As we can see the penalty term of the loss function is non-differentiable, this makes the loss function non-differentiable. Thus, we don't have a closed-form analytical solution for the lasso method.
Neither can we apply the gradient method to find the optimized parameters for the regression, but other techniques from convex analysis exist to find the solutions. Instead we use the coordinate descent method,where at each step we optimize over one component of the unknown parameter vector, fixing all other components. 

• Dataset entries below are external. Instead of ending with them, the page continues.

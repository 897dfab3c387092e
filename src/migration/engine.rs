//! Reconciliation engine
//!
//! Moves anonymous participations into a signed-in user's participation set.
//!
//! For each pending record, in the order given:
//!
//! ```text
//! find(user, challenge) ──► found ──────────────► skip (direct wins)
//!        │
//!        └─► none ──► create(MIGRATED) ──► ok ──► migrated
//!                            │
//!                            └─► conflict ──────► skip (lost a race)
//! ```
//!
//! Any other error, including a timeout, fails only that record. Records are
//! handled one after another so a later duplicate always sees the record an
//! earlier one created.

use std::sync::Arc;
use std::time::{Duration, Instant};

use tracing::{debug, info, warn};

use crate::logging::{AuditEvent, AuditLogger};
use crate::persistence::ParticipationRepository;
use crate::types::{
    AnonymousParticipation, AuthenticatedParticipation, DefisError, Identity, NewParticipation,
    ParticipationSource, Result,
};

use super::outcome::{MigrationOutcome, RecordFailure};

/// Configuration for the reconciliation engine
#[derive(Debug, Clone)]
pub struct EngineConfig {
    /// Timeout applied to each persistence call
    pub request_timeout: Duration,
}

impl Default for EngineConfig {
    fn default() -> Self {
        Self {
            request_timeout: Duration::from_secs(5),
        }
    }
}

/// What happened to a single record
enum RecordResult {
    Migrated(AuthenticatedParticipation),
    /// Existing source is unknown when the create lost a race
    Skipped(Option<ParticipationSource>),
}

pub struct ReconciliationEngine {
    config: EngineConfig,
    repository: Arc<dyn ParticipationRepository>,
    audit: AuditLogger,
}

impl ReconciliationEngine {
    pub fn new(config: EngineConfig, repository: Arc<dyn ParticipationRepository>) -> Self {
        Self {
            config,
            repository,
            audit: AuditLogger::disabled(),
        }
    }

    /// Record every run in the given audit log
    pub fn with_audit(mut self, audit: AuditLogger) -> Self {
        self.audit = audit;
        self
    }

    /// Migrate `pending` into the participations of `identity`
    ///
    /// Fails only with [`DefisError::InvalidIdentity`]; per-record failures
    /// are reported in the outcome.
    pub async fn migrate(
        &self,
        identity: Option<&Identity>,
        pending: Vec<AnonymousParticipation>,
    ) -> Result<MigrationOutcome> {
        let identity = match identity {
            Some(identity) if identity.can_migrate() => identity,
            Some(identity) => {
                return Err(DefisError::InvalidIdentity(format!(
                    "session '{}' is not authenticated",
                    identity.id
                )))
            }
            None => return Err(DefisError::InvalidIdentity("no session".into())),
        };

        if pending.is_empty() {
            debug!(user_id = %identity.id, "No anonymous participations to migrate");
            return Ok(MigrationOutcome::none_found());
        }

        let user_id = identity.id.as_str();
        let started = Instant::now();
        info!(user_id = %user_id, pending = pending.len(), "Starting participation migration");
        self.audit
            .log(
                user_id,
                AuditEvent::MigrationStarted {
                    pending: pending.len() as u32,
                },
            )
            .await;

        let mut outcome = MigrationOutcome::none_found();

        for record in pending {
            match self.reconcile_one(user_id, &record).await {
                Ok(RecordResult::Migrated(participation)) => {
                    debug!(
                        user_id = %user_id,
                        challenge_id = %record.challenge_id,
                        participation_id = %participation.id,
                        "Participation migrated"
                    );
                    self.audit
                        .log(
                            user_id,
                            AuditEvent::RecordMigrated {
                                local_id: record.local_id.clone(),
                                challenge_id: record.challenge_id.clone(),
                                participation_id: participation.id,
                            },
                        )
                        .await;
                    outcome.record_migrated(record.local_id);
                }
                Ok(RecordResult::Skipped(existing_source)) => {
                    debug!(
                        user_id = %user_id,
                        challenge_id = %record.challenge_id,
                        existing_source = ?existing_source,
                        "Participation already exists, skipped"
                    );
                    self.audit
                        .log(
                            user_id,
                            AuditEvent::RecordSkipped {
                                local_id: record.local_id.clone(),
                                challenge_id: record.challenge_id.clone(),
                                existing_source,
                            },
                        )
                        .await;
                    outcome.record_skipped(record.local_id);
                }
                Err(e) => {
                    warn!(
                        user_id = %user_id,
                        challenge_id = %record.challenge_id,
                        error = %e,
                        "Participation migration failed"
                    );
                    self.audit
                        .log(
                            user_id,
                            AuditEvent::RecordFailed {
                                local_id: record.local_id.clone(),
                                challenge_id: record.challenge_id.clone(),
                                reason: e.to_string(),
                            },
                        )
                        .await;
                    outcome.record_failed(RecordFailure {
                        local_id: record.local_id,
                        challenge_id: record.challenge_id,
                        reason: e.to_string(),
                    });
                }
            }
        }

        let outcome = outcome.finish();
        let duration_ms = started.elapsed().as_millis() as u64;

        info!(
            user_id = %user_id,
            status = %outcome.status,
            migrated = outcome.migrated_count,
            skipped = outcome.skipped_count,
            failed = outcome.failed_count,
            duration_ms = duration_ms,
            "Participation migration finished"
        );
        self.audit
            .log(
                user_id,
                AuditEvent::MigrationFinished {
                    status: outcome.status,
                    migrated: outcome.migrated_count,
                    skipped: outcome.skipped_count,
                    failed: outcome.failed_count,
                    duration_ms,
                },
            )
            .await;

        Ok(outcome)
    }

    async fn reconcile_one(
        &self,
        user_id: &str,
        record: &AnonymousParticipation,
    ) -> Result<RecordResult> {
        let existing = self
            .with_timeout(
                "find_participation",
                self.repository
                    .find_participation(user_id, &record.challenge_id),
            )
            .await?;

        if let Some(existing) = existing {
            return Ok(RecordResult::Skipped(Some(existing.source)));
        }

        let created = self
            .with_timeout(
                "create_participation",
                self.repository
                    .create_participation(NewParticipation::migrated(user_id, record)),
            )
            .await;

        match created {
            Ok(participation) => Ok(RecordResult::Migrated(participation)),
            Err(DefisError::Conflict(_)) => Ok(RecordResult::Skipped(None)),
            Err(e) => Err(e),
        }
    }

    async fn with_timeout<T>(
        &self,
        operation: &str,
        fut: impl std::future::Future<Output = Result<T>>,
    ) -> Result<T> {
        match tokio::time::timeout(self.config.request_timeout, fut).await {
            Ok(result) => result,
            Err(_) => Err(DefisError::Timeout(format!(
                "{} exceeded {}ms",
                operation,
                self.config.request_timeout.as_millis()
            ))),
        }
    }
}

\begin{algorithm}[H]% Second algorithm
\caption{Coordinate Descent}\label{alg:cap}
\State Initialize $\beta_0=\hat{\beta}=(X^{T}X+\lambda I)^{-1}X^TX $
\State Here $Soft(a,\lambda)=sing(a)(|a|-\lambda)_+$ For all $a,\lambda\in R$ 
\Repeat
\For{i=1,$\dots$}
    \State $q_i=\sum_{j=1}^{n}{x_{i j}(y_i-\beta^T x_i + \beta_j x_{ij})}$
    \State $p_i=\sum_{j=1}^{n}{x_{ij}^2}$
    \State $\beta_i=soft(\frac{p_i}{q_i},\frac{\lambda}{q_i})$
\EndFor\Until{$Converges$}
\end{algorithm}


\subsection*{Choosing $\lambda$}
In general, these methods are applied using popular packages like scikit-learn. Both ridge and lasso regression models are optimized through one hyperparameter $\lambda$. The process of hyper-parameter optimization is same for both of them.

Ridge and lasso regressions need several sets of data for the training process: Training,Test and Validation.
We train the model on the training set, get the optimal parameters $\hat{\beta}$. We choose a set of possible $\lambda$ values, and do a cross-validation error for each of these values on the validation set. The $\lambda$ which corresponds to the smallest error value will be chosen as the optimal value. The performance of the model will be evaluated on the test set, using optimal $\hat{\beta}$ and $\lambda$ values.
\end{document}